BACK, a reader/contributor to GoMoG, found some!!! Check out Restoration Supply Company in California. The come reommended by a respected Morgan friend. They come in a choice of diameters and sizes, Page 47 of their catalogue. Just cut to size.

The other solution is to have them made. One buys an over sized hinge pins, rather than the 1/4 inch/7mm original. Then, whether you made pins or bought them above, on a small lathe, you drill the hinge itself to 17/64ths with a hand reamer and a steady hand. All this sounds silly, but Morgan hinges come in MANY variations, and there is no certainty you will get the right one. Their MMC cost is astronomical. Rather than being sensible priced at what you would expect, (10£) they cost 70-90£ and much more outside the UK. per hinge, not per set.

I will ask a reliable Morgan supplier to come up with the pins again but any machine shop can help you..in area where machine shops are still permitted. I would NOT tell the shop in the more paranoid nations what the hinge is for. Once they are told it is for car, they might run in the opposite direction!

WHICH HINGE?All Morgan hinge pins were originally 1/4” diameter. The Coupes had longer ones because they had bigger hinges (4 screws on each face..not 3.) The pre-1969 cars have smaller hinges but the pin diameter was the same so you just cut the supplied pins down to the correct length. Hinges were originally brass (it is VERY unwise to hammer a brass hinge !!..) I am told the Morgan Motor Company has not supplied hinges for years..only ones for current cars.

Third. This is the simplest fix of all. The wobble may be caused by the screw holes wearing the wood and widening in an all wooden Morgan. These are cars that DO NOT have steel underscuttle rollbar into which the door hinges screw into. These were only standard (if I recall correctly) on Overseas cars from the mid-1970s until the last traditional Morgans in 2019 unless by special request. Of course, there are some prudent moggers in all other countries, that have installed them after-the-fact. They not only provide a solid anchor for door hinges, they also steady the car. They compliment a steel anchor post (braced in post 2000 Overseas cars) at the door lock section, effectively creating a cockpit cage that saves lives, including those of my wife and I.

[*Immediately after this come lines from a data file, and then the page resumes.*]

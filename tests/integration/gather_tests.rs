use dupindex::duplicates::{content_groups, duplicate_groups, Gatherer, GathererConfig};
use dupindex::scanner::content_hash_of;
use dupindex::store::{DuplicateIndex, DEFAULT_STORE_FILE_NAME};
use filetime::FileTime;
use std::fs::{self, File};
use std::io::Write;
use tempfile::tempdir;

fn write(path: &std::path::Path, content: &[u8]) {
    File::create(path).unwrap().write_all(content).unwrap();
}

#[test]
fn test_scan_empty_directory() {
    let dir = tempdir().unwrap();
    let (index, summary) = Gatherer::with_defaults().run(dir.path()).unwrap();

    assert!(index.is_empty());
    assert_eq!(summary.files_seen, 0);
    assert!(duplicate_groups(&index).is_empty());
    assert!(!summary.persisted);
}

#[test]
fn test_scan_duplicate_files() {
    let dir = tempdir().unwrap();
    write(&dir.path().join("a.txt"), b"duplicate");
    write(&dir.path().join("b.txt"), b"duplicate");
    write(&dir.path().join("c.txt"), b"unique");

    let (index, summary) = Gatherer::with_defaults().run(dir.path()).unwrap();
    assert_eq!(summary.files_seen, 3);
    assert_eq!(summary.hashed, 3);

    let groups = duplicate_groups(&index);
    assert_eq!(groups.len(), 1);
    assert_eq!(groups[0].len(), 2);
    assert_eq!(groups[0].hash, content_hash_of(&dir.path().join("a.txt")).unwrap());
    assert_eq!(groups[0].size, 9);
}

#[test]
fn test_scan_nested_directories() {
    let dir = tempdir().unwrap();
    let sub = dir.path().join("subdir");
    fs::create_dir(&sub).unwrap();
    write(&dir.path().join("a.txt"), b"nested duplicate");
    write(&sub.join("b.txt"), b"nested duplicate");

    let (index, _) = Gatherer::with_defaults().run(dir.path()).unwrap();
    assert!(index.contains("subdir/b.txt"));

    let groups = duplicate_groups(&index);
    assert_eq!(groups.len(), 1);
    let root = dir.path().canonicalize().unwrap();
    assert!(groups[0].paths.contains(&root.join("subdir").join("b.txt")));
}

#[test]
fn test_modified_file_is_rehashed_and_regrouped() {
    let dir = tempdir().unwrap();
    let a = dir.path().join("a.txt");
    let b = dir.path().join("b.txt");
    write(&a, b"same");
    write(&b, b"same");
    let gatherer = Gatherer::with_defaults();

    let (index, _) = gatherer.run(dir.path()).unwrap();
    assert_eq!(duplicate_groups(&index).len(), 1);

    write(&b, b"changed!");
    filetime::set_file_mtime(&b, FileTime::from_unix_time(1_800_000_000, 0)).unwrap();

    let (index, summary) = gatherer.run(dir.path()).unwrap();
    assert_eq!(summary.hashed, 1);
    assert_eq!(summary.unchanged, 1);
    assert!(duplicate_groups(&index).is_empty());
    assert_eq!(content_groups(&index).len(), 2);
    index.check_invariants().unwrap();
}

#[test]
fn test_touched_but_identical_file_is_rehashed_only() {
    let dir = tempdir().unwrap();
    let a = dir.path().join("a.txt");
    write(&a, b"stable");
    let gatherer = Gatherer::with_defaults();
    gatherer.run(dir.path()).unwrap();

    filetime::set_file_mtime(&a, FileTime::from_unix_time(1_700_000_000, 0)).unwrap();
    let (index, summary) = gatherer.run(dir.path()).unwrap();

    assert_eq!(summary.hashed, 1);
    assert_eq!(index.len(), 1);
    assert_eq!(content_groups(&index).len(), 1);
    assert!(summary.persisted);
}

#[test]
fn test_changing_patterns_drops_excluded_files() {
    let dir = tempdir().unwrap();
    write(&dir.path().join("a.png"), b"img");
    write(&dir.path().join("b.png"), b"img");
    write(&dir.path().join("notes.txt"), b"text");

    let (index, _) = Gatherer::with_defaults().run(dir.path()).unwrap();
    assert_eq!(index.len(), 3);
    assert!(index.filters().is_none());

    let config = GathererConfig::default().with_patterns(vec!["*.png".to_string()]);
    let (index, summary) = Gatherer::new(config).run(dir.path()).unwrap();
    assert_eq!(index.len(), 2);
    assert_eq!(summary.removed, 1);
    assert_eq!(summary.hashed, 0);
    assert_eq!(index.filters(), Some(&["*.png".to_string()][..]));
}

#[test]
fn test_exclude_pattern() {
    let dir = tempdir().unwrap();
    write(&dir.path().join("keep.txt"), b"x");
    write(&dir.path().join("skip.part"), b"x");

    let config = GathererConfig::default().with_patterns(vec!["*".to_string(), "!*.part".to_string()]);
    let (index, _) = Gatherer::new(config).run(dir.path()).unwrap();
    assert!(index.contains("keep.txt"));
    assert!(!index.contains("skip.part"));
}

#[test]
fn test_skip_hidden() {
    let dir = tempdir().unwrap();
    write(&dir.path().join("visible.txt"), b"x");
    write(&dir.path().join(".hidden.txt"), b"x");

    let (index, _) = Gatherer::with_defaults().run(dir.path()).unwrap();
    assert_eq!(index.len(), 2);

    let config = GathererConfig::default().with_skip_hidden(true);
    let (index, _) = Gatherer::new(config).run(dir.path()).unwrap();
    assert_eq!(index.len(), 1);
    assert!(index.contains("visible.txt"));
}

#[test]
fn test_store_file_is_never_indexed() {
    let dir = tempdir().unwrap();
    write(&dir.path().join("a.txt"), b"x");
    let gatherer = Gatherer::with_defaults();
    gatherer.run(dir.path()).unwrap();
    assert!(dir.path().join(DEFAULT_STORE_FILE_NAME).exists());

    let (index, summary) = gatherer.run(dir.path()).unwrap();
    assert_eq!(summary.files_seen, 1);
    assert!(!index.contains(DEFAULT_STORE_FILE_NAME));
}

#[test]
fn test_custom_store_file_name() {
    let dir = tempdir().unwrap();
    write(&dir.path().join("a.txt"), b"x");

    let config = GathererConfig::default().with_store_file_name(".custom.json.gz");
    let (index, _) = Gatherer::new(config).run(dir.path()).unwrap();
    assert!(dir.path().join(".custom.json.gz").exists());
    assert!(!dir.path().join(DEFAULT_STORE_FILE_NAME).exists());
    assert_eq!(index.len(), 1);
}

#[test]
fn test_single_thread_and_mmap_hashing_agree() {
    let dir = tempdir().unwrap();
    let content = vec![42u8; 256 * 1024];
    write(&dir.path().join("a.bin"), &content);
    write(&dir.path().join("b.bin"), &content);

    let config = GathererConfig::default()
        .with_io_threads(1)
        .with_mmap_threshold(1024)
        .with_persist(false);
    let (index, _) = Gatherer::new(config).run(dir.path()).unwrap();

    let groups = duplicate_groups(&index);
    assert_eq!(groups.len(), 1);
    assert_eq!(groups[0].hash, content_hash_of(&dir.path().join("a.bin")).unwrap());
}

#[test]
fn test_pre_epoch_mtime_is_persisted() {
    let dir = tempdir().unwrap();
    let old = dir.path().join("old.txt");
    write(&old, b"vintage");
    write(&dir.path().join("new.txt"), b"vintage");
    filetime::set_file_mtime(&old, FileTime::from_unix_time(-86_400, 0)).unwrap();
    let gatherer = Gatherer::with_defaults();

    let (index, summary) = gatherer.run(dir.path()).unwrap();
    assert!(summary.persisted);
    assert_eq!(duplicate_groups(&index).len(), 1);

    let root = dir.path().canonicalize().unwrap();
    let loaded = DuplicateIndex::open(&root, &root.join(DEFAULT_STORE_FILE_NAME)).unwrap();
    assert_eq!(loaded, index);
    assert_eq!(
        FileTime::from_system_time(loaded.record("old.txt").unwrap().modified),
        FileTime::from_unix_time(-86_400, 0)
    );

    let (_, summary) = gatherer.run(dir.path()).unwrap();
    assert_eq!(summary.hashed, 0);
    assert_eq!(summary.unchanged, 2);
}

#[cfg(unix)]
#[test]
fn test_unreadable_file_is_partial_success() {
    use std::os::unix::fs::PermissionsExt;

    let dir = tempdir().unwrap();
    write(&dir.path().join("ok.txt"), b"fine");
    let locked = dir.path().join("locked.txt");
    write(&locked, b"secret");
    fs::set_permissions(&locked, fs::Permissions::from_mode(0o000)).unwrap();

    // Root ignores permission bits; nothing to test in that case.
    if File::open(&locked).is_ok() {
        return;
    }

    let (index, summary) = Gatherer::with_defaults().run(dir.path()).unwrap();
    assert!(summary.is_partial());
    assert_eq!(summary.errors, 1);
    assert!(index.contains("ok.txt"));
    assert!(!index.contains("locked.txt"));
    index.check_invariants().unwrap();

    fs::set_permissions(&locked, fs::Permissions::from_mode(0o644)).unwrap();
}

For other non-overseas cars, the screws merely screw into a wooden post, though with the change to "long doors" in the mid-1990s The factory had to spread the hinge weight with a little metal plate (unsecured to a roll bar or the chassis) and a similiar addition to the door lock area. In my opinion, these new items will not add to side-impact protection, as neither the front nor the back brackets are anchored. They will also not steady the front end as the underscuttle roll bar definitely does. However, they WILL better support the weight and tendency to sag of the longer doors. The non-overseas doors all do not have any interior bracing designed to resist side door impacts.